JD Edwards World Sales Order Management system works with other distribution/logistics and manufacturing systems to ensure that customer demand is met. Supply and demand components must balance to ensure that this takes place. The key is integration and the proactive use of distribution and logistics information.
The following illustrates and describes how the Sales Order Management system integrates with general accounting and other distribution systems.
The system retrieves item prices and costs from the Inventory Management system for sales orders.
The system updates the general ledger and creates accounts receivable entries for invoices. In addition, the system records inventory, cost of goods sold (COGS), revenue, and tax transactions for cash receipts processing.
The central point of integration is JD Edwards World General Accounting system which tracks sales order accounting. All distribution systems interface with the General Accounting system through the use of automatic accounting instructions (AAIs).
The Sales Order Management system works with the Address Book system to retrieve up-to-date customer billing and warehouse address information.
The Inventory Management system stores item information for the Sales Order Management, Purchase Management, and manufacturing systems. It also stores sales and purchasing costs and quantities available by location and tracks holds for locations that should not be used for transactions. Any change in inventory valuation, count variances, or movement updates the general ledger.
The Procurement system supports direct ship order and transfer order processing. You can use the system to release receipts to backordered items.
Optionally, you can use the Advanced Pricing system in conjunction with the Sales Order Management system. This system integrates with many of the price-related programs in the Sales Order Management system and provides additional pricing, preference, reporting, and setup functionality.
Optionally, you can use the Advanced Warehouse Management system in conjunction with the Sales Order Management system. This system integrates with many of the programs related to items and provides additional reporting, picking, and setup functionality.
The Sales Order Management can be closely integrated with the Load and Delivery Management system to provide advanced sales order (ECS) functionality.
Electronic Data Interchange (EDI) is the computer-to-computer exchange of business transactions, such as purchase orders, invoices, and shipping notices, in a standard format that most computers can process.
The Electronic Commerce system consists of JD Edwards World System 47, which is the application interface containing application files and interface programs. System 47 works in conjunction with a third party translation software that translates EDI standard data into a JD Edwards World file format so that the JD Edwards World application software can manage the data.
When you receive documents, your translator software:
Retrieves the data via network communications
Translates the data from EDI Standard format to JD Edwards World application file format
Moves the translated data into the JD Edwards World EDI interface files
The JD Edwards World Electronic Commerce system then moves the data into the appropriate application files.
When you send documents, the system performs the procedures above in reverse order.

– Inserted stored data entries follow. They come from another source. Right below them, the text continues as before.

// ABOUTME: Configuration module for environment settings and platform credentials
// ABOUTME: Re-exports ServerConfig and the PlatformCredentials tagged union
//
// SPDX-License-Identifier: MIT OR Apache-2.0
// Copyright (c) 2025 Pierre Fitness Intelligence

/// Platform OAuth credentials and endpoint settings
pub mod credentials;
/// Environment-driven server configuration
pub mod environment;

pub use credentials::{OAuthClientConfig, PlatformCredentials};
pub use environment::{CacheConfig, HttpConfig, ServerConfig};
// ABOUTME: Output formatting helpers for tulen-cli
// ABOUTME: Consistent display of authorization prompts and connection state
//
// SPDX-License-Identifier: MIT OR Apache-2.0
// Copyright (c) 2025 Pierre Fitness Intelligence

use std::collections::BTreeMap;

use tulen_reporting::models::{OAuthTokenRecord, Platform};
use tulen_reporting::oauth::{AuthorizationRequest, ConnectionState};

/// Show the consent URL and how to hand back the redirect
pub fn display_authorization_prompt(request: &AuthorizationRequest) {
    println!("\nConnect {}", request.platform.display_name());
    println!("{}", "=".repeat(60));
    println!("1. Open this URL in a browser and grant access:\n");
    println!("{}\n", request.url);
    println!("2. Paste the full URL you were redirected to, then press Enter:");
}

/// Summarize a freshly stored record without its secrets
pub fn display_connected(record: &OAuthTokenRecord) {
    println!("\n{} connected", record.platform().display_name());
    println!("   Expires: {}", record.expires_at().format("%Y-%m-%d %H:%M UTC"));
    println!(
        "   Refresh token: {}",
        if record.refresh_token().is_some() { "stored" } else { "none" }
    );
    if let Some(scope) = record.scope() {
        println!("   Scope: {scope}");
    }
}

/// One line per platform
pub fn display_status(states: &BTreeMap<Platform, ConnectionState>, configured: &[Platform]) {
    println!("{:<16} {:<14} CREDENTIALS", "PLATFORM", "STATE");
    for (platform, state) in states {
        let credentials = if configured.contains(platform) { "configured" } else { "missing" };
        let state = state.to_string();
        println!("{:<16} {state:<14} {credentials}", platform.platform_key());
    }
}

The following graphic illustrates the EDI process:
The EDI documents that JD Edwards World currently supports appear in the following table. The table includes corresponding codes for ANSI and EDIFACT, which are EDI standards organizations.
|Transaction||ANSI||EDIFACT||Inbound To||Outbound From|
|Purchase Order Acknowledgement||855||ORDRSP||Procurement||Sales|
|Receiving Advice||861||IFTMAN||Procurement, Sales||Procurement|
|Request for Quote||840||REQUOT||Sales||Procurement|
|Response to Request for Quote||843||QUOTES||Procurement||Sales|
|Purchase Order Change||860||ORDCHG||Sales||Procurement|
|Purchase Order Change Acknowledgement||865||ORDRSP||Procurement||Sales|
|Product Transfer and Resale||867||SLSRPT||Sales, A/R, Inventory, G/L||Sales|
|Price Sales Catalog||832||PRICAT||PDM||PDM|
|Product Activity Data||852||INVRPT||Sales/ Inventory||Inventory|
This section describes the features of sale order management.
Order entry allows you to record information about your customers and the items they have ordered. When you enter a sales order, the system automatically enters pertinent information that currently exists in the customer, item, preference, and pricing records. Sales order processing begins as soon as you complete order entry.
The Sales Order Management system provides the following types of additional orders to accommodate specific ordering situations:
Direct ship orders
Interbranch sales orders
Sales orders with manual invoice
You enter these types of orders in the same way that you enter basic sales orders. However, the system processes each type of order differently. Some orders, such as blanket and quote orders, can be prerequisites to actual sales orders. That is, you must enter these types of orders before you can enter sales orders from them.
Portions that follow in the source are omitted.